I went off three minutes before Joe and Brogan did and I was out of the water in six and a half minutes. It was a short swim and I ran to my bike and started riding as hard as I could because I had fears of Joe or Brogan riding past me. I rode hard and my bike computer told me I was riding hard but my legs felt weightless, hurting for only brief moments on climbs. I knew I felt good when Paul Terranova, a 37 year old badass triathlete who routinely finishes in the top three in all the local races, rode past me and I was able to keep up with him. In fact, I passed him and then he would pass me and we did this for most of the ride – this game of pass, then recover, pass, then recover. I felt good and had a blazing second transition [four seconds faster than Joe] and I started the out-and-back run with Paul Terranova beside me and as we passed a volunteer he yelled “thirty seconds to second place!” and I smiled because I’d never been third in a race before and I don’t think Paul Terranova smiled because he is always that high up. The run went well, I saw Joe and Brogan and they yelled at me and I yelled at them and they said to keep it up and I tried to but I ended up finishing in fifth and cursing people who weigh 160 pounds.
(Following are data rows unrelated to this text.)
//! Core error types for homeroom-core.
//!
//! Transport failures and invalid settings are the only real failure modes of
//! the timer engine. Stale data and leadership races are expected conditions and
//! never surface as errors.

use std::path::PathBuf;
use thiserror::Error;

/// Core error type for homeroom-core.
#[derive(Error, Debug)]
pub enum CoreError {
    /// Settings rejected at the model boundary
    #[error("Settings error: {0}")]
    Settings(#[from] SettingsError),

    /// Durable store failures
    #[error("Store error: {0}")]
    Store(#[from] StoreError),

    /// Database-related errors
    #[error("Database error: {0}")]
    Database(#[from] DatabaseError),

    /// Configuration-related errors
    #[error("Configuration error: {0}")]
    Config(#[from] ConfigError),

    /// Durable session records are only written by a leading context
    #[error("Session settings can only be changed through a timer context")]
    LeaderOnly,

    /// Malformed context or learner id
    #[error("Identifier error: {0}")]
    Id(#[from] crate::sync::IdError),

    /// IO errors
    #[error("IO error: {0}")]
    Io(#[from] std::io::Error),

    /// Serialization/deserialization errors
    #[error("JSON error: {0}")]
    Json(#[from] serde_json::Error),
}

/// Invalid settings. Nothing is applied when one of these is returned.
#[derive(Error, Debug, Clone, PartialEq, Eq)]
pub enum SettingsError {
    #[error("Invalid value for '{field}': {message}")]
    InvalidValue { field: String, message: String },
}

impl SettingsError {
    pub(crate) fn invalid(field: &str, message: impl Into<String>) -> Self {
        SettingsError::InvalidValue {
            field: field.to_string(),
            message: message.into(),
        }
    }
}

/// Durable store (transport) failures.
///
/// These are logged and retried on the next push; the leader's in-memory
/// state stays authoritative in the meantime.
#[derive(Error, Debug)]
pub enum StoreError {
    /// Store could not be reached
    #[error("Store unavailable: {0}")]
    Unavailable(String),

    /// Record could not be encoded or decoded
    #[error("Record serialization failed: {0}")]
    Serialization(#[from] serde_json::Error),

    /// Backing database failed
    #[error("Store database failure: {0}")]
    Database(#[from] DatabaseError),
}

/// Database-specific errors.
#[derive(Error, Debug)]
pub enum DatabaseError {
    /// Failed to open database connection
    #[error("Failed to open database at {path}: {source}")]
    OpenFailed {
        path: PathBuf,
        #[source]
        source: rusqlite::Error,
    },

    /// Query execution failed
    #[error("Query failed: {0}")]
    QueryFailed(String),

    /// Migration failed
    #[error("Database migration failed: {0}")]
    MigrationFailed(String),

    /// Database is locked
    #[error("Database is locked")]
    Locked,
}

/// Configuration-specific errors.
#[derive(Error, Debug)]
pub enum ConfigError {
    /// Data directory could not be determined or created
    #[error("Failed to prepare data directory: {0}")]
    DataDir(String),

    /// Failed to load configuration
    #[error("Failed to load configuration from {path}: {message}")]
    LoadFailed { path: PathBuf, message: String },

    /// Failed to save configuration
    #[error("Failed to save configuration to {path}: {message}")]
    SaveFailed { path: PathBuf, message: String },

    /// Invalid configuration value
    #[error("Invalid configuration value for '{key}': {message}")]
    InvalidValue { key: String, message: String },

    /// Unknown configuration key
    #[error("Unknown configuration key: {0}")]
    UnknownKey(String),
}

/// Completion signal playback failures. Always swallowed by the dispatcher.
#[derive(Error, Debug)]
pub enum SignalError {
    #[error("Audio output unavailable: {0}")]
    Unavailable(String),

    #[error("Playback failed: {0}")]
    PlaybackFailed(String),
}

impl From<rusqlite::Error> for DatabaseError {
    fn from(err: rusqlite::Error) -> Self {
        match &err {
            rusqlite::Error::SqliteFailure(e, _msg) => {
                if e.code == rusqlite::ErrorCode::DatabaseLocked
                    || e.code == rusqlite::ErrorCode::DatabaseBusy
                {
                    DatabaseError::Locked
                } else {
                    DatabaseError::QueryFailed(err.to_string())
                }
            }
            _ => DatabaseError::QueryFailed(err.to_string()),
        }
    }
}

impl From<rusqlite::Error> for CoreError {
    fn from(err: rusqlite::Error) -> Self {
        CoreError::Database(err.into())
    }
}

impl From<rusqlite::Error> for StoreError {
    fn from(err: rusqlite::Error) -> Self {
        StoreError::Database(err.into())
    }
}

/// Result type alias for CoreError
pub type Result<T, E = CoreError> = std::result::Result<T, E>;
And I never thought I would get so excited about finishing fifth. And after locking himself indoor to memorize volumes of statutes and exceptions to rules, Joe finished 14th. I'm going to have a hell of a time holding him off at Longhorn.
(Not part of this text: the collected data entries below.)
//! Bridge between one context and the durable store.
//!
//! Write path (leader only): push the full record on every transition and
//! periodically while running. Read path (every context): records arriving on
//! the change feed are reconciled against the local state.
//!
//! Reconciliation rules, in order:
//!
//! 1. The leader ignores incoming records; it is the source of truth.
//! 2. A record not strictly newer than the last one applied is discarded.
//! 3. A running record replaces everything except the local remaining time,
//!    which is only clamped to the new total. Remote remaining is stale by the
//!    time it arrives.
//! 4. A stopped record is applied whole.
//! 5. Applying starts a guard period during which this context's own pushes
//!    are held back, so an echo cannot immediately overwrite the new state.

use chrono::{DateTime, Duration, Utc};

use super::ids::LearnerId;
use super::store::{ChangeFeed, SessionRecord, SharedStore};
use crate::error::StoreError;
use crate::storage::SyncConfig;
use crate::timer::SessionState;

/// Rejects anything not strictly newer than what was last applied.
#[derive(Debug, Clone, Default)]
pub struct StalenessGuard {
    last_applied: Option<DateTime<Utc>>,
}

impl StalenessGuard {
    pub fn new() -> Self {
        Self::default()
    }

    pub fn last_applied(&self) -> Option<DateTime<Utc>> {
        self.last_applied
    }

    /// Admit `updated_at` if it is strictly newer, recording it.
    pub fn admit(&mut self, updated_at: DateTime<Utc>) -> bool {
        match self.last_applied {
            Some(last) if updated_at <= last => false,
            _ => {
                self.last_applied = Some(updated_at);
                true
            }
        }
    }

    /// Record a timestamp this context produced itself.
    pub fn mark(&mut self, updated_at: DateTime<Utc>) {
        self.last_applied = Some(self.last_applied.map_or(updated_at, |l| l.max(updated_at)));
    }
}

#[derive(Debug, Clone, Copy, PartialEq, Eq)]
pub enum PushOutcome {
    Pushed,
    /// Held back by the guard period; still pending.
    Suppressed,
    /// Store rejected the write; still pending.
    Failed,
    /// Nothing to push.
    Idle,
}

#[derive(Debug, Clone, PartialEq)]
pub enum ReconcileOutcome {
    IgnoredAsLeader,
    Stale,
    /// The state to adopt.
    Applied(SessionState),
}

#[derive(Debug, Clone, Copy)]
struct PushMark {
    remaining_seconds: u64,
    at: DateTime<Utc>,
}

pub struct ReplicaSynchronizer {
    store: SharedStore,
    learner: LearnerId,
    guard: StalenessGuard,
    guard_period: Duration,
    guard_until: Option<DateTime<Utc>>,
    push_interval: Duration,
    min_push_drift_secs: u64,
    pending: Option<SessionState>,
    last_pushed: Option<PushMark>,
}

impl std::fmt::Debug for ReplicaSynchronizer {
    fn fmt(&self, f: &mut std::fmt::Formatter<'_>) -> std::fmt::Result {
        f.debug_struct("ReplicaSynchronizer")
            .field("learner", &self.learner)
            .field("last_applied", &self.guard.last_applied())
            .field("guard_until", &self.guard_until)
            .field("pending", &self.pending.is_some())
            .finish_non_exhaustive()
    }
}

impl ReplicaSynchronizer {
    pub fn new(store: SharedStore, learner: LearnerId, config: &SyncConfig) -> Self {
        Self {
            store,
            learner,
            guard: StalenessGuard::new(),
            guard_period: config.guard_period(),
            guard_until: None,
            push_interval: config.push_interval(),
            min_push_drift_secs: config.min_push_drift_secs,
            pending: None,
            last_pushed: None,
        }
    }

    pub fn learner(&self) -> &LearnerId {
        &self.learner
    }

    pub fn has_pending(&self) -> bool {
        self.pending.is_some()
    }

    pub fn last_applied(&self) -> Option<DateTime<Utc>> {
        self.guard.last_applied()
    }

    pub fn subscribe(&self) -> ChangeFeed {
        self.store.subscribe(&self.learner)
    }

    /// Point query on attach. The returned state is adopted as-is, remaining
    /// time included.
    pub fn hydrate(&mut self) -> Result<Option<SessionState>, StoreError> {
        let record = self.store.fetch(&self.learner)?;
        Ok(record.map(|record| {
            self.guard.mark(record.state.updated_at);
            record.state.normalized()
        }))
    }

    /// Push after a transition that changed phase, running flag or settings.
    pub fn on_transition(&mut self, state: &SessionState, now: DateTime<Utc>) -> PushOutcome {
        self.pending = Some(state.clone());
        self.flush(now)
    }

    /// Periodic check, called by the leader on every poll.
    ///
    /// Retries a pending push with the latest state, or pushes a running
    /// countdown once per push interval if it drifted far enough from the last
    /// pushed value.
    pub fn on_periodic(&mut self, state: &SessionState, now: DateTime<Utc>) -> PushOutcome {
        if self.pending.is_some() {
            self.pending = Some(state.clone());
            return self.flush(now);
        }
        if !state.running {
            return PushOutcome::Idle;
        }
        let due = match self.last_pushed {
            None => true,
            Some(mark) => {
                let drift = mark.remaining_seconds.abs_diff(state.remaining_seconds);
                now - mark.at >= self.push_interval && drift >= self.min_push_drift_secs
            }
        };
        if !due {
            return PushOutcome::Idle;
        }
        self.pending = Some(state.clone());
        self.flush(now)
    }

    /// Try to write the pending state.
    pub fn flush(&mut self, now: DateTime<Utc>) -> PushOutcome {
        let Some(state) = self.pending.as_ref() else {
            return PushOutcome::Idle;
        };
        if self.guard_until.is_some_and(|until| now < until) {
            tracing::debug!(learner = %self.learner, "push held back by guard period");
            return PushOutcome::Suppressed;
        }
        let record = SessionRecord::new(self.learner.clone(), state.clone());
        match self.store.upsert(&record) {
            Ok(()) => {
                // Our own echo must not be applied later.
                self.guard.mark(record.state.updated_at);
                self.last_pushed = Some(PushMark {
                    remaining_seconds: record.state.remaining_seconds,
                    at: now,
                });
                self.pending = None;
                PushOutcome::Pushed
            }
            Err(e) => {
                tracing::warn!(learner = %self.learner, error = %e, "session push failed, will retry");
                PushOutcome::Failed
            }
        }
    }

    /// Drop any pending write, e.g. after losing leadership.
    pub fn clear_pending(&mut self) {
        self.pending = None;
    }

    /// Decide what to do with a record from the change feed.
    pub fn reconcile(
        &mut self,
        incoming: &SessionRecord,
        local: &SessionState,
        is_leader: bool,
        now: DateTime<Utc>,
    ) -> ReconcileOutcome {
        if is_leader {
            return ReconcileOutcome::IgnoredAsLeader;
        }
        if !self.guard.admit(incoming.state.updated_at) {
            tracing::debug!(
                learner = %self.learner,
                updated_at = %incoming.state.updated_at,
                "discarding stale record"
            );
            return ReconcileOutcome::Stale;
        }

        let mut merged = incoming.state.clone().normalized();
        if merged.running && merged.phase == local.phase {
            merged.remaining_seconds = local.remaining_seconds.min(merged.total_seconds);
        }
        self.pending = None;
        self.guard_until = Some(now + self.guard_period);
        ReconcileOutcome::Applied(merged)
    }
}

#[cfg(test)]
mod tests {
    use super::*;
    use crate::sync::store::{MemoryStore, SessionStore};
    use crate::timer::{Phase, Settings};
    use chrono::TimeZone;
    use std::sync::Arc;

    fn t0() -> DateTime<Utc> {
        Utc.with_ymd_and_hms(2026, 3, 2, 9, 0, 0).unwrap()
    }

    fn secs(n: i64) -> Duration {
        Duration::seconds(n)
    }

    fn ada() -> LearnerId {
        LearnerId::new("ada").unwrap()
    }

    fn setup() -> (Arc<MemoryStore>, ReplicaSynchronizer) {
        let store = Arc::new(MemoryStore::new());
        let replica = ReplicaSynchronizer::new(store.clone(), ada(), &SyncConfig::default());
        (store, replica)
    }

    fn state(remaining: u64, running: bool, at: DateTime<Utc>) -> SessionState {
        let mut s = SessionState::new(Settings::default(), at);
        s.remaining_seconds = remaining;
        s.running = running;
        s
    }

    fn record(remaining: u64, running: bool, at: DateTime<Utc>) -> SessionRecord {
        SessionRecord::new(ada(), state(remaining, running, at))
    }

    #[test]
    fn staleness_guard_requires_strictly_newer() {
        let mut guard = StalenessGuard::new();
        assert!(guard.admit(t0()));
        assert!(!guard.admit(t0()));
        assert!(!guard.admit(t0() - secs(1)));
        assert!(guard.admit(t0() + secs(1)));
    }

    #[test]
    fn leader_ignores_records() {
        let (_, mut replica) = setup();
        let local = state(1500, true, t0());
        assert_eq!(
            replica.reconcile(&record(100, false, t0() + secs(5)), &local, true, t0()),
            ReconcileOutcome::IgnoredAsLeader
        );
    }

    #[test]
    fn running_record_keeps_local_remaining() {
        let (_, mut replica) = setup();
        let local = state(1200, true, t0());
        let outcome = replica.reconcile(&record(1300, true, t0() + secs(1)), &local, false, t0());
        match outcome {
            ReconcileOutcome::Applied(s) => {
                assert_eq!(s.remaining_seconds, 1200);
                assert!(s.running);
            }
            other => panic!("expected apply, got {other:?}"),
        }
    }

    #[test]
    fn stopped_record_applies_remaining() {
        let (_, mut replica) = setup();
        let local = state(1200, true, t0());
        let outcome = replica.reconcile(&record(900, false, t0() + secs(1)), &local, false, t0());
        assert!(matches!(outcome, ReconcileOutcome::Applied(s) if s.remaining_seconds == 900 && !s.running));
    }

    #[test]
    fn running_record_for_another_phase_takes_remote_remaining() {
        let (_, mut replica) = setup();
        let local = state(1200, false, t0());
        let mut incoming = record(240, true, t0() + secs(1));
        incoming.state.phase = Phase::Break;
        incoming.state.total_seconds = 300;
        let outcome = replica.reconcile(&incoming, &local, false, t0());
        assert!(matches!(outcome, ReconcileOutcome::Applied(s) if s.remaining_seconds == 240));
    }

    #[test]
    fn out_of_order_records_settle_on_newest() {
        let local = state(1500, false, t0());
        let older = record(1000, false, t0() + secs(1));
        let newer = record(800, false, t0() + secs(2));

        for order in [[&older, &newer], [&newer, &older]] {
            let (_, mut replica) = setup();
            let mut adopted = local.clone();
            for rec in order {
                if let ReconcileOutcome::Applied(s) = replica.reconcile(rec, &adopted, false, t0()) {
                    adopted = s;
                }
            }
            assert_eq!(adopted.remaining_seconds, 800);
        }
    }

    #[test]
    fn push_marks_own_echo_stale() {
        let (store, mut replica) = setup();
        let mut feed = store.subscribe(&ada());
        let s = state(1500, true, t0());
        assert_eq!(replica.on_transition(&s, t0()), PushOutcome::Pushed);

        let echo = feed.try_next().unwrap();
        assert_eq!(replica.reconcile(&echo, &s, false, t0()), ReconcileOutcome::Stale);
    }

    #[test]
    fn guard_period_holds_back_pushes() {
        let (store, mut replica) = setup();
        let local = state(1500, false, t0());
        replica.reconcile(&record(1400, false, t0() + secs(1)), &local, false, t0());

        let s = state(1400, true, t0() + secs(1));
        assert_eq!(replica.on_transition(&s, t0() + secs(1)), PushOutcome::Suppressed);
        assert!(replica.has_pending());
        assert_eq!(store.write_count(), 0);

        assert_eq!(replica.on_periodic(&s, t0() + secs(2)), PushOutcome::Pushed);
        assert!(!replica.has_pending());
    }

    #[test]
    fn failed_push_is_retried() {
        let (store, mut replica) = setup();
        store.set_available(false);
        let s = state(1500, true, t0());
        assert_eq!(replica.on_transition(&s, t0()), PushOutcome::Failed);
        assert!(replica.has_pending());

        store.set_available(true);
        let later = state(1490, true, t0() + secs(10));
        assert_eq!(replica.on_periodic(&later, t0() + secs(10)), PushOutcome::Pushed);
        let stored = store.fetch(&ada()).unwrap().unwrap();
        assert_eq!(stored.state.remaining_seconds, 1490);
    }

    #[test]
    fn periodic_push_respects_interval_and_drift() {
        let (store, mut replica) = setup();
        replica.on_transition(&state(1500, true, t0()), t0());
        assert_eq!(store.write_count(), 1);

        // Interval not reached.
        assert_eq!(
            replica.on_periodic(&state(1490, true, t0() + secs(10)), t0() + secs(10)),
            PushOutcome::Idle
        );
        // Interval reached and drift 15s.
        assert_eq!(
            replica.on_periodic(&state(1485, true, t0() + secs(15)), t0() + secs(15)),
            PushOutcome::Pushed
        );
        // Paused: nothing periodic.
        assert_eq!(
            replica.on_periodic(&state(1485, false, t0() + secs(40)), t0() + secs(40)),
            PushOutcome::Idle
        );
        assert_eq!(store.write_count(), 2);
    }

    #[test]
    fn hydrate_adopts_stored_record() {
        let (store, mut replica) = setup();
        assert!(replica.hydrate().unwrap().is_none());
        store.upsert(&record(600, true, t0())).unwrap();
        let s = replica.hydrate().unwrap().unwrap();
        assert_eq!(s.remaining_seconds, 600);
        assert_eq!(replica.last_applied(), Some(t0()));
    }
}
So there you have it. Three races. All of them finished. Combined, all three of them shorter time-wise than an Ironman bike ride. But still a hell of a lot of fun. And still plenty of time to hurt.
This comment has been removed by the author.
ReplyDeleteThe truth about Couples is somewhat different. Joseph and I had to swim through bodies, as if we were escaping a sinking ship. Over, around, past breast-strokers and back-strokers and some who seemed to be slowly drowning. Then the bike, always a lane wide, passing the aged on mountain bikes, the infirm on "hybrids" and the obese walking their bikes up hills. It was the equivalent of running track in the outside lane. And we did it without aero helmets -- as if they ever have a place in such a friendly little race. Undeterred, we began the run, only to find the course, slightly damp at the outset, had become a bog reminiscent of the Somme battlefield. I swear I saw corpses immersed in the slush and mire. We ploughed through. We squelched our way around, still weaving between competitors, thinking how nice it would have been to race on the course free from human debris, free from mud. And in the end, a podium finish was the reward, while those who began in the cool of the early morning had to content themselves with hollow remarks about a few seconds here and there. Muddy, proud and victorious (and, fortunately not arrested either), Team WT&M is ready to take on all challengers at Couples 2011: The Rematch.